The regular season marks the culmination of an extensive investigation into who your team will be that year. By this point, you’ve gone through free agency, the draft, training camp, and the preseason. You feel good in your decisions insofar as you can create clarity without having played meaningful games. But there are still plenty of uncertainties that remain, whether at the start of the regular season or the end, and new ones continually develop over time.

That is what I will look to address in our Buy or Sell series. In each installment, I will introduce a topic statement and weigh some of the arguments for either buying it (meaning that you agree with it or expect it to be true) or selling it (meaning you disagree with it or expect it to be false).

The range of topics will be intentionally wide, from the general to the specific, from the immediate to that in the far future. And as we all tend to have an opinion on just about everything, I invite you to share your own each morning on the topic statement of the day.

Topic Statement: The explosive plays will come for running back Najee Harris (and he will be at least an above-average runner in generating explosive runs of 20-plus yards).

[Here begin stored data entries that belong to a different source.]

//! ICE! 2.4 packed data (Atari ST).
//!
//! Header: `ICE!`, packed size and unpacked size as big-endian 32-bit values. The
//! packed size includes the 12 header bytes. The bit stream is read backwards from
//! the end of the packed data and the output is written backwards as well.

use crate::binary::Binary;
use crate::config::DetectConfig;
use crate::error::{FormatError, FormatResult};
use crate::format::BinaryFormat;
use crate::pattern::PatternSyntaxError;
use crate::plugins::{ArchiveDecoder, ArchiveEntry, Extracted, Recognizer};
use crate::properties::Properties;

const HEADER_SIZE: usize = 12;
const FORMAT: &str = "'I'C'E'! ? ? ? ? ? ? ? ?";

fn read_u32_be(data: &[u8], offset: usize) -> usize {
    u32::from_be_bytes([
        data[offset],
        data[offset + 1],
        data[offset + 2],
        data[offset + 3],
    ]) as usize
}

/// ICE! packer plugin.
pub struct IceArchive {
    format: BinaryFormat,
}

impl IceArchive {
    /// Compile the signature.
    pub fn new() -> Result<Self, PatternSyntaxError> {
        Ok(Self {
            format: BinaryFormat::with_min_size(FORMAT, HEADER_SIZE + 1)?,
        })
    }

    /// `(packed, unpacked)` sizes from a valid header.
    fn sizes(&self, data: &[u8]) -> Option<(usize, usize)> {
        if !self.format.matches(data) {
            return None;
        }
        let packed = read_u32_be(data, 4);
        let unpacked = read_u32_be(data, 8);
        (packed > HEADER_SIZE && packed <= data.len() && unpacked > 0).then_some((packed, unpacked))
    }
}

impl Recognizer for IceArchive {
    fn description(&self) -> &str {
        "ICE! packed data"
    }

    fn format(&self) -> &BinaryFormat {
        &self.format
    }

    fn check(&self, data: &[u8]) -> bool {
        self.sizes(data).is_some()
    }
}

impl ArchiveDecoder for IceArchive {
    fn extract(&self, config: &DetectConfig, data: &Binary) -> FormatResult<Extracted> {
        let (packed, unpacked) = self.sizes(data).ok_or(FormatError::InvalidSignature)?;
        if unpacked > config.max_decoded_size {
            return Err(FormatError::LimitExceeded {
                size: unpacked,
                limit: config.max_decoded_size,
            });
        }
        let depacked = depack(&data[..packed], unpacked)?;
        Ok(Extracted {
            entries: vec![ArchiveEntry {
                name: None,
                origin: None,
                data: Binary::new(depacked),
            }],
            consumed: packed,
            properties: Properties::new(),
        })
    }
}

/// Unpack a complete ICE! stream (header included) into `unpacked` bytes.
pub fn depack(packed: &[u8], unpacked: usize) -> FormatResult<Vec<u8>> {
    let mut output = vec![0u8; unpacked];
    Depacker {
        bits: BackwardBits::new(packed, HEADER_SIZE),
        output: &mut output,
        pos: unpacked,
    }
    .run()?;
    Ok(output)
}

/// MSB-first bit reader walking backwards through the packed bytes.
struct BackwardBits<'a> {
    data: &'a [u8],
    // next byte to load is data[pos - 1]
    pos: usize,
    floor: usize,
    current: u8,
    mask: u8,
}

impl<'a> BackwardBits<'a> {
    fn new(data: &'a [u8], floor: usize) -> Self {
        Self {
            data,
            pos: data.len(),
            floor,
            current: 0,
            mask: 0,
        }
    }

    fn next_byte(&mut self) -> FormatResult<u8> {
        if self.pos <= self.floor {
            return Err(FormatError::Decompression("packed stream exhausted".into()));
        }
        self.pos -= 1;
        Ok(self.data[self.pos])
    }

    /// Load the last byte, whose lowest set bit marks where the stream begins.
    fn prime(&mut self) -> FormatResult<()> {
        let mut current = self.next_byte()?;
        let mut mask = 0x80u8;
        if current == 0 {
            return Err(FormatError::Decompression("missing stream marker".into()));
        }
        while current & 1 == 0 {
            current >>= 1;
            mask >>= 1;
        }
        self.current = current >> 1;
        self.mask = mask;
        Ok(())
    }

    fn bits(&mut self, count: u32) -> FormatResult<usize> {
        let mut value = 0usize;
        for _ in 0..count {
            self.mask >>= 1;
            if self.mask == 0 {
                self.current = self.next_byte()?;
                self.mask = 0x80;
            }
            value = (value << 1) | usize::from(self.current & self.mask != 0);
        }
        Ok(value)
    }

    fn bit(&mut self) -> FormatResult<bool> {
        Ok(self.bits(1)? != 0)
    }
}

struct Depacker<'a, 'b> {
    bits: BackwardBits<'a>,
    output: &'b mut [u8],
    // bytes below `pos` are still to be written
    pos: usize,
}

impl Depacker<'_, '_> {
    fn run(&mut self) -> FormatResult<()> {
        self.bits.prime()?;
        while self.pos > 0 {
            if self.bits.bit()? {
                let len = self.literal_length()?;
                self.copy_literal(len)?;
                if self.pos == 0 {
                    break;
                }
            }
            let (len, distance) = self.match_params()?;
            self.copy_match(len, distance)?;
        }
        Ok(())
    }

    fn literal_length(&mut self) -> FormatResult<usize> {
        const WIDTH: [u32; 6] = [1, 2, 2, 3, 8, 15];
        const ESCAPE: [usize; 6] = [1, 3, 3, 7, 255, 32768];
        const BASE: [usize; 6] = [1, 2, 5, 8, 15, 270];

        let mut step = 0;
        loop {
            let value = self.bits.bits(WIDTH[step])?;
            if value != ESCAPE[step] || step == WIDTH.len() - 1 {
                return Ok(value + BASE[step]);
            }
            step += 1;
        }
    }

    fn match_params(&mut self) -> FormatResult<(usize, usize)> {
        const LEN_EXTRA: [u32; 5] = [0, 0, 1, 2, 10];
        const LEN_BASE: [usize; 5] = [0, 1, 2, 4, 8];
        const DIST_EXTRA: [u32; 3] = [8, 5, 12];
        const DIST_BASE: [usize; 3] = [32, 0, 288];

        let mut step = 0;
        while step < 4 && self.bits.bit()? {
            step += 1;
        }
        let len = LEN_BASE[step] + self.bits.bits(LEN_EXTRA[step])?;

        let distance = if len != 0 {
            let mut step = 0;
            while step < 2 && self.bits.bit()? {
                step += 1;
            }
            let distance = DIST_BASE[step] + self.bits.bits(DIST_EXTRA[step])?;
            if distance != 0 {
                distance + len
            } else {
                0
            }
        } else if self.bits.bit()? {
            64 + self.bits.bits(9)?
        } else {
            self.bits.bits(6)?
        };

        Ok((len + 2, distance))
    }

    fn copy_literal(&mut self, len: usize) -> FormatResult<()> {
        for _ in 0..len.min(self.pos) {
            self.pos -= 1;
            self.output[self.pos] = self.bits.next_byte()?;
        }
        Ok(())
    }

    fn copy_match(&mut self, len: usize, distance: usize) -> FormatResult<()> {
        let mut source = self.pos + distance;
        for _ in 0..len.min(self.pos) {
            if source >= self.output.len() {
                return Err(FormatError::Decompression(format!(
                    "back reference {distance} outside output"
                )));
            }
            self.pos -= 1;
            self.output[self.pos] = self.output[source];
            source -= 1;
        }
        Ok(())
    }
}
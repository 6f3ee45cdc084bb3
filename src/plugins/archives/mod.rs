//! Built-in container and packer plugins.

mod hobeta;
mod ice;
#[cfg(feature = "lha")]
mod lha;
mod scl;

pub use hobeta::HobetaArchive;
pub use ice::IceArchive;
#[cfg(feature = "lha")]
pub use lha::LhaArchive;
pub use scl::SclArchive;

/// TR-DOS file name: 8 padded characters plus a one-letter type, as `NAME.T`.
pub(crate) fn trdos_filename(name: &[u8], kind: u8) -> String {
    let printable = |byte: u8| {
        if (0x20..0x7f).contains(&byte) && !b"/\\?*:|\"<>".contains(&byte) {
            byte as char
        } else {
            '_'
        }
    };
    let stem: String = name.iter().map(|&b| printable(b)).collect();
    let stem = stem.trim_end();
    let stem = if stem.is_empty() { "_" } else { stem };
    format!("{stem}.{}", printable(kind))
}
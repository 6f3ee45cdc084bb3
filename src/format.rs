//! Format signatures used by plugins
//!
//! A [`BinaryFormat`] couples a compiled [`Pattern`] with the minimal amount of data
//! a recognizer needs. Failed checks report where the signature can next appear so
//! the scanner can skip ahead instead of probing every byte.

use crate::pattern::{Pattern, PatternSyntaxError};

/// Outcome of probing a format at one offset.
///
/// Exactly one field is meaningful: a positive `matched_size`, or the
/// `lookahead_offset` of the next position worth re-checking.
#[derive(Debug, Clone, Copy, PartialEq, Eq)]
pub struct DetectionResult {
    matched_size: usize,
    lookahead_offset: usize,
}

impl DetectionResult {
    /// Data matched here and `size` bytes belong to it.
    pub fn matched(size: usize) -> Self {
        debug_assert!(size > 0);
        Self {
            matched_size: size,
            lookahead_offset: 0,
        }
    }

    /// Nothing here; `lookahead` is the next candidate offset (may equal the data size).
    pub fn unmatched(lookahead: usize) -> Self {
        Self {
            matched_size: 0,
            lookahead_offset: lookahead,
        }
    }

    /// Bytes claimed by the match, `0` if unmatched.
    pub fn matched_size(&self) -> usize {
        self.matched_size
    }

    /// Next candidate offset, `0` if matched.
    pub fn lookahead_offset(&self) -> usize {
        self.lookahead_offset
    }

    /// Whether the probe succeeded.
    pub fn is_matched(&self) -> bool {
        self.matched_size > 0
    }
}

/// Signature of a binary format.
#[derive(Debug, Clone, PartialEq, Eq)]
pub struct BinaryFormat {
    pattern: Pattern,
    min_size: usize,
}

impl BinaryFormat {
    /// Format whose minimal size is the pattern length.
    pub fn new(pattern: &str) -> Result<Self, PatternSyntaxError> {
        Self::with_min_size(pattern, 0)
    }

    /// Format requiring at least `min_size` bytes (never less than the pattern length).
    pub fn with_min_size(pattern: &str, min_size: usize) -> Result<Self, PatternSyntaxError> {
        let pattern = Pattern::compile(pattern)?;
        let min_size = min_size.max(pattern.min_length());
        Ok(Self { pattern, min_size })
    }

    /// Underlying pattern.
    pub fn pattern(&self) -> &Pattern {
        &self.pattern
    }

    /// Bytes needed before the format can match.
    pub fn min_size(&self) -> usize {
        self.min_size
    }

    /// Signature matches at the start of `data`.
    pub fn matches(&self, data: &[u8]) -> bool {
        data.len() >= self.min_size && self.pattern.matches(data)
    }

    /// First offset after 0 where the format could match, or `data.len()`.
    pub fn next_match_offset(&self, data: &[u8]) -> usize {
        if data.len() <= 1 {
            return data.len();
        }
        let found = 1 + self.pattern.search(&data[1..]);
        if found < data.len() && data.len() - found >= self.min_size {
            found
        } else {
            data.len()
        }
    }

    /// Probe the start of `data` with the signature alone.
    pub fn detect(&self, data: &[u8]) -> DetectionResult {
        if self.matches(data) {
            DetectionResult::matched(self.pattern.min_length())
        } else {
            DetectionResult::unmatched(self.next_match_offset(data))
        }
    }
}
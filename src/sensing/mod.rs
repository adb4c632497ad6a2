//! Distance engine, wall detection, and calibration
//!
//! Data flows one way: raw ADC pairs -> [`WallSensing`] -> shared distance
//! table -> [`WallDetector`] queries. The calibration routine feeds back
//! into the engine's offsets.

pub mod calibration;
pub mod detection;
pub mod distance;

pub use detection::WallDetector;
pub use distance::{DistanceTable, WallSensing};
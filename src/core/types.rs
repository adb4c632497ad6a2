//! Core sensing types

use serde::{Deserialize, Serialize};

/// Identity of one of the four wall sensors.
///
/// The discriminant order matches the board wiring and indexes the
/// parallel coefficient/offset arrays, so it must not be reordered.
#[derive(Debug, Clone, Copy, PartialEq, Eq, Hash, Serialize, Deserialize)]
pub enum SensorId {
    /// Front-left, angled across the robot nose
    FrontLeft,
    /// Front-right, angled across the robot nose
    FrontRight,
    /// Side-left, perpendicular to the travel direction
    SideLeft,
    /// Side-right, perpendicular to the travel direction
    SideRight,
}

impl SensorId {
    /// Number of wall sensors on the board
    pub const COUNT: usize = 4;

    /// All sensors in index order
    pub const ALL: [SensorId; Self::COUNT] = [
        SensorId::FrontLeft,
        SensorId::FrontRight,
        SensorId::SideLeft,
        SensorId::SideRight,
    ];

    /// Array index for this sensor
    #[inline]
    pub fn index(self) -> usize {
        self as usize
    }

    /// True for the two side-facing sensors, which carry the additive
    /// calibration offset
    #[inline]
    pub fn is_lateral(self) -> bool {
        matches!(self, SensorId::SideLeft | SensorId::SideRight)
    }
}

/// Inverse-response linearization coefficients for one sensor.
///
/// Converts a positive response magnitude into a distance from the robot
/// center: `distance = a / response - b`.
#[derive(Debug, Clone, Copy, PartialEq, Serialize, Deserialize)]
pub struct LinearizationPair {
    /// Numerator coefficient
    pub a: f32,
    /// Subtractive coefficient
    pub b: f32,
}

impl LinearizationPair {
    /// Create a coefficient pair
    pub const fn new(a: f32, b: f32) -> Self {
        Self { a, b }
    }

    /// Map a response value to a distance in meters.
    ///
    /// Total function: a non-positive response (saturated or occluded
    /// sensor) produces an extreme or non-finite distance rather than an
    /// error. Downstream consumers treat such values as "no obstacle".
    #[inline]
    pub fn distance(&self, response: f32) -> f32 {
        self.a / response - self.b
    }
}

/// Snapshot of wall presence around the robot.
///
/// Produced fresh on every query from the current distance readings;
/// never cached.
#[derive(Debug, Clone, Copy, PartialEq, Eq, Serialize, Deserialize)]
pub struct WallsAround {
    /// Wall on the left side
    pub left: bool,
    /// Wall ahead
    pub front: bool,
    /// Wall on the right side
    pub right: bool,
}

#[cfg(test)]
mod tests {
    use super::*;

    #[test]
    fn test_sensor_index_order() {
        // Parallel arrays depend on this exact order
        assert_eq!(SensorId::FrontLeft.index(), 0);
        assert_eq!(SensorId::FrontRight.index(), 1);
        assert_eq!(SensorId::SideLeft.index(), 2);
        assert_eq!(SensorId::SideRight.index(), 3);
        assert_eq!(SensorId::ALL.len(), SensorId::COUNT);
    }

    #[test]
    fn test_lateral_sensors() {
        assert!(SensorId::SideLeft.is_lateral());
        assert!(SensorId::SideRight.is_lateral());
        assert!(!SensorId::FrontLeft.is_lateral());
        assert!(!SensorId::FrontRight.is_lateral());
    }

    #[test]
    fn test_linearization() {
        let pair = LinearizationPair::new(2.0, 0.5);
        assert_eq!(pair.distance(4.0), 0.0);
        assert_eq!(pair.distance(2.0), 0.5);
    }

    #[test]
    fn test_linearization_degenerate_response() {
        let pair = LinearizationPair::new(2.0, 0.5);
        // Response approaching zero blows up instead of panicking
        assert!(pair.distance(1e-9) > 1e8);
        assert!(pair.distance(0.0).is_infinite());
        assert!(pair.distance(f32::NEG_INFINITY) <= 0.0);
    }
}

Explanation: The longest run of Najee Harris’ career so far, which encompasses 176 carries across nine games, is just 20 yards. He has two 20-yard runs and an 18-yard run, but no others of 15 or more. That ranks tied with many players for the 18th-most in the league, yet he has the second-most rushing attempts.

Buy:

Explosive runs aren’t terribly hard to come by in general in the NFL. Only three players had 10 such runs last year, for example, and one of them was Lamar Jackson. The others were Derrick Henry and Nick Chubb. Jackson’s two leading running backs were tied for fourth, and several of the next players on the list are also mobile quarterbacks. Only Jackson and Chubb had 10-plus explosive runs in 2019.

In other words, when we’re talking about Najee Harris and saying he only has two explosive runs through nine career games—okay? Is that really so horrible for a rookie playing behind a novice offensive line? There is plenty of meat on the bone in terms of room for improvement, not just from Harris as a player, but for what the offense can do around him to create the environment for explosive carries on the ground. He may not get them this season, but they’ll come.

Sell:

Most of us agree that Le’Veon Bell was a great running back for the Steelers. And yet he only recorded 27 total explosive runs over the course of his entire Steelers career. 62 games. 1,229 rushing attempts. Just 2.2 percent of his rushing attempts produced 20 or more yards.

There’s a reason Harris gets compared to Bell a lot, and it’s not simply because they both were drafted by the Steelers. They’re not one-for-one comps, but they have enough similarities in their playing style and attributes, including speed, to suggest that it’s a decent comparison point for future projections.

Harris might get himself five to seven explosive runs per season or something like that, but he’s not going to break many 40-plus-yard runs. Although nobody has had more than four of those in a season since Saquon Barkley as a rookie in 2018. Yet Harris would be lucky to get one per season. He just doesn’t have that kind of long speed, no matter how explosive he might be in the box. And you don’t have to have elite speed to be a great running back.